Available data:
//! Admin panel operations — listings, role-action prompts, target
//! dispatch, profiles, and admin requests.

use crate::bot::dispatcher::{Bot, Response};
use crate::bot::render;
use crate::channels::{InboundEvent, Reply};
use crate::dialog::{AdminAction, DialogState};
use crate::error::Error;
use crate::listing::page_window;
use crate::roles::{AdminRequestOutcome, DeleteOutcome, DemoteOutcome, PromoteOutcome};

impl Bot {
    // ── Listings ────────────────────────────────────────────────────

    /// One page of registered users with previous/next controls.
    /// Out-of-range pages clamp to the nearest valid page.
    pub(crate) async fn on_list_users(
        &self,
        event: &InboundEvent,
        page: u32,
    ) -> Result<Response, Error> {
        if !self.roles.is_admin(event.user_id).await {
            return Ok(Response::text("Unauthorized."));
        }

        let total = self.store.count().await?;
        let window = page_window(page, self.config.page_size, total);
        let users = self
            .store
            .find_page(self.config.page_size, window.offset)
            .await?;

        if users.is_empty() {
            return Ok(Response::text("No users found."));
        }

        let mut reply = Reply::text(render::user_list(&users));
        if let Some(keyboard) = render::page_buttons(&window) {
            reply = reply.with_keyboard(keyboard);
        }
        Ok(Response::reply(reply))
    }

    pub(crate) async fn on_list_admins(&self, event: &InboundEvent) -> Result<Response, Error> {
        if !self.roles.is_admin(event.user_id).await {
            return Ok(Response::text("Unauthorized."));
        }

        let admins = self.store.find_admins().await?;
        if admins.is_empty() {
            return Ok(Response::text("There are no admins."));
        }
        Ok(Response::text(render::admin_list(&admins)))
    }

    pub(crate) async fn on_pending_approvals(
        &self,
        event: &InboundEvent,
    ) -> Result<Response, Error> {
        if !self.roles.is_admin(event.user_id).await {
            return Ok(Response::text("Unauthorized."));
        }

        let pending = self.queue.pending().await;
        if pending.is_empty() {
            return Ok(Response::text("No pending approvals."));
        }
        Ok(Response::text(render::pending_list(&pending)))
    }

    // ── Role-action prompts ─────────────────────────────────────────

    pub(crate) async fn on_promote_prompt(&self, event: &InboundEvent) -> Result<Response, Error> {
        self.prompt_for_target(
            event,
            AdminAction::Promote,
            "Send the Telegram ID of the user to promote:",
        )
        .await
    }

    pub(crate) async fn on_delete_prompt(&self, event: &InboundEvent) -> Result<Response, Error> {
        self.prompt_for_target(
            event,
            AdminAction::Delete,
            "Send the Telegram ID of the user to delete:",
        )
        .await
    }

    pub(crate) async fn on_unpromote_prompt(
        &self,
        event: &InboundEvent,
    ) -> Result<Response, Error> {
        self.prompt_for_target(
            event,
            AdminAction::Unpromote,
            "Send the Telegram ID of the admin to unpromote:",
        )
        .await
    }

    async fn prompt_for_target(
        &self,
        event: &InboundEvent,
        action: AdminAction,
        prompt: &str,
    ) -> Result<Response, Error> {
        if !self.roles.is_admin(event.user_id).await {
            return Ok(Response::text("Unauthorized."));
        }
        self.sessions
            .set(event.user_id, DialogState::AwaitTarget(action))
            .await;
        Ok(Response::text(prompt))
    }

    // ── Target dispatch ─────────────────────────────────────────────

    /// The text sent after a role-action prompt. A target that does not
    /// parse as a Telegram id matches no record, so it reports the same
    /// way as an unknown id.
    pub(crate) async fn on_admin_target(
        &self,
        action: AdminAction,
        text: &str,
    ) -> Result<Response, Error> {
        let Ok(target) = text.trim().parse::<i64>() else {
            return Ok(Response::text(match action {
                AdminAction::Unpromote => "User not found or not an admin.",
                AdminAction::Promote | AdminAction::Delete => "User not found.",
            }));
        };

        match action {
            AdminAction::Promote => match self.roles.promote(target).await? {
                PromoteOutcome::NotFound => Ok(Response::text("User not found.")),
                PromoteOutcome::Promoted(user) => Ok(Response::text(format!(
                    "{} is now an admin.",
                    user.full_name
                ))
                .with_notice(
                    target.to_string(),
                    "Congratulations! You have been promoted to an admin. You now have access to the admin panel.",
                )),
            },
            AdminAction::Delete => match self.roles.delete_user(target).await? {
                DeleteOutcome::NotFound => Ok(Response::text("User not found.")),
                DeleteOutcome::Deleted(user) => Ok(Response::text(format!(
                    "{} has been deleted.",
                    user.full_name
                ))),
            },
            AdminAction::Unpromote => match self.roles.demote(target).await? {
                DemoteOutcome::NotFoundOrNotAdmin => {
                    Ok(Response::text("User not found or not an admin."))
                }
                DemoteOutcome::Demoted(user) => Ok(Response::text(format!(
                    "{} is no longer an admin.",
                    user.full_name
                ))),
            },
        }
    }

    // ── Profile & admin requests ────────────────────────────────────

    /// Panel button: plain-text profile. Not admin-gated.
    pub(crate) async fn on_profile_button(&self, event: &InboundEvent) -> Result<Response, Error> {
        let Some(user) = self.store.find_by_telegram_id(event.user_id).await? else {
            return Ok(Response::text("You are not registered."));
        };
        Ok(Response::text(render::profile(&user)))
    }

    /// Inline callback: Markdown profile.
    pub(crate) async fn on_profile_callback(
        &self,
        event: &InboundEvent,
    ) -> Result<Response, Error> {
        let Some(user) = self.store.find_by_telegram_id(event.user_id).await? else {
            return Ok(Response::text("You are not registered. Use /start to sign up."));
        };
        Ok(Response::text(render::profile_markdown(&user)))
    }

    pub(crate) async fn on_request_admin(&self, event: &InboundEvent) -> Result<Response, Error> {
        match self.roles.request_admin(event.user_id).await? {
            AdminRequestOutcome::NotRegistered => Ok(Response::text(
                "You are not registered. Please register first.",
            )),
            AdminRequestOutcome::AlreadyAdmin => Ok(Response::text("You are already an admin.")),
            AdminRequestOutcome::AlreadyPending => Ok(Response::text(
                "Your request to become an admin is already pending.",
            )),
            AdminRequestOutcome::Submitted => Ok(Response::text(
                "Your request to become an admin has been submitted and is awaiting approval.",
            )),
        }
    }
}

Problem details:
Give back the entire listing verbatim.

Solution below:
//! Admin panel operations — listings, role-action prompts, target
//! dispatch, profiles, and admin requests.

use crate::bot::dispatcher::{Bot, Response};
use crate::bot::render;
use crate::channels::{InboundEvent, Reply};
use crate::dialog::{AdminAction, DialogState};
use crate::error::Error;
use crate::listing::page_window;
use crate::roles::{AdminRequestOutcome, DeleteOutcome, DemoteOutcome, PromoteOutcome};

impl Bot {
    // ── Listings ────────────────────────────────────────────────────

    /// One page of registered users with previous/next controls.
    /// Out-of-range pages clamp to the nearest valid page.
    pub(crate) async fn on_list_users(
        &self,
        event: &InboundEvent,
        page: u32,
    ) -> Result<Response, Error> {
        if !self.roles.is_admin(event.user_id).await {
            return Ok(Response::text("Unauthorized."));
        }

        let total = self.store.count().await?;
        let window = page_window(page, self.config.page_size, total);
        let users = self
            .store
            .find_page(self.config.page_size, window.offset)
            .await?;

        if users.is_empty() {
            return Ok(Response::text("No users found."));
        }

        let mut reply = Reply::text(render::user_list(&users));
        if let Some(keyboard) = render::page_buttons(&window) {
            reply = reply.with_keyboard(keyboard);
        }
        Ok(Response::reply(reply))
    }

    pub(crate) async fn on_list_admins(&self, event: &InboundEvent) -> Result<Response, Error> {
        if !self.roles.is_admin(event.user_id).await {
            return Ok(Response::text("Unauthorized."));
        }

        let admins = self.store.find_admins().await?;
        if admins.is_empty() {
            return Ok(Response::text("There are no admins."));
        }
        Ok(Response::text(render::admin_list(&admins)))
    }

    pub(crate) async fn on_pending_approvals(
        &self,
        event: &InboundEvent,
    ) -> Result<Response, Error> {
        if !self.roles.is_admin(event.user_id).await {
            return Ok(Response::text("Unauthorized."));
        }

        let pending = self.queue.pending().await;
        if pending.is_empty() {
            return Ok(Response::text("No pending approvals."));
        }
        Ok(Response::text(render::pending_list(&pending)))
    }

    // ── Role-action prompts ─────────────────────────────────────────

    pub(crate) async fn on_promote_prompt(&self, event: &InboundEvent) -> Result<Response, Error> {
        self.prompt_for_target(
            event,
            AdminAction::Promote,
            "Send the Telegram ID of the user to promote:",
        )
        .await
    }

    pub(crate) async fn on_delete_prompt(&self, event: &InboundEvent) -> Result<Response, Error> {
        self.prompt_for_target(
            event,
            AdminAction::Delete,
            "Send the Telegram ID of the user to delete:",
        )
        .await
    }

    pub(crate) async fn on_unpromote_prompt(
        &self,
        event: &InboundEvent,
    ) -> Result<Response, Error> {
        self.prompt_for_target(
            event,
            AdminAction::Unpromote,
            "Send the Telegram ID of the admin to unpromote:",
        )
        .await
    }

    async fn prompt_for_target(
        &self,
        event: &InboundEvent,
        action: AdminAction,
        prompt: &str,
    ) -> Result<Response, Error> {
        if !self.roles.is_admin(event.user_id).await {
            return Ok(Response::text("Unauthorized."));
        }
        self.sessions
            .set(event.user_id, DialogState::AwaitTarget(action))
            .await;
        Ok(Response::text(prompt))
    }

    // ── Target dispatch ─────────────────────────────────────────────

    /// The text sent after a role-action prompt. A target that does not
    /// parse as a Telegram id matches no record, so it reports the same
    /// way as an unknown id.
    pub(crate) async fn on_admin_target(
        &self,
        action: AdminAction,
        text: &str,
    ) -> Result<Response, Error> {
        let Ok(target) = text.trim().parse::<i64>() else {
            return Ok(Response::text(match action {
                AdminAction::Unpromote => "User not found or not an admin.",
                AdminAction::Promote | AdminAction::Delete => "User not found.",
            }));
        };

        match action {
            AdminAction::Promote => match self.roles.promote(target).await? {
                PromoteOutcome::NotFound => Ok(Response::text("User not found.")),
                PromoteOutcome::Promoted(user) => Ok(Response::text(format!(
                    "{} is now an admin.",
                    user.full_name
                ))
                .with_notice(
                    target.to_string(),
                    "Congratulations! You have been promoted to an admin. You now have access to the admin panel.",
                )),
            },
            AdminAction::Delete => match self.roles.delete_user(target).await? {
                DeleteOutcome::NotFound => Ok(Response::text("User not found.")),
                DeleteOutcome::Deleted(user) => Ok(Response::text(format!(
                    "{} has been deleted.",
                    user.full_name
                ))),
            },
            AdminAction::Unpromote => match self.roles.demote(target).await? {
                DemoteOutcome::NotFoundOrNotAdmin => {
                    Ok(Response::text("User not found or not an admin."))
                }
                DemoteOutcome::Demoted(user) => Ok(Response::text(format!(
                    "{} is no longer an admin.",
                    user.full_name
                ))),
            },
        }
    }

    // ── Profile & admin requests ────────────────────────────────────

    /// Panel button: plain-text profile. Not admin-gated.
    pub(crate) async fn on_profile_button(&self, event: &InboundEvent) -> Result<Response, Error> {
        let Some(user) = self.store.find_by_telegram_id(event.user_id).await? else {
            return Ok(Response::text("You are not registered."));
        };
        Ok(Response::text(render::profile(&user)))
    }

    /// Inline callback: Markdown profile.
    pub(crate) async fn on_profile_callback(
        &self,
        event: &InboundEvent,
    ) -> Result<Response, Error> {
        let Some(user) = self.store.find_by_telegram_id(event.user_id).await? else {
            return Ok(Response::text("You are not registered. Use /start to sign up."));
        };
        Ok(Response::text(render::profile_markdown(&user)))
    }

    pub(crate) async fn on_request_admin(&self, event: &InboundEvent) -> Result<Response, Error> {
        match self.roles.request_admin(event.user_id).await? {
            AdminRequestOutcome::NotRegistered => Ok(Response::text(
                "You are not registered. Please register first.",
            )),
            AdminRequestOutcome::AlreadyAdmin => Ok(Response::text("You are already an admin.")),
            AdminRequestOutcome::AlreadyPending => Ok(Response::text(
                "Your request to become an admin is already pending.",
            )),
            AdminRequestOutcome::Submitted => Ok(Response::text(
                "Your request to become an admin has been submitted and is awaiting approval.",
            )),
        }
    }
}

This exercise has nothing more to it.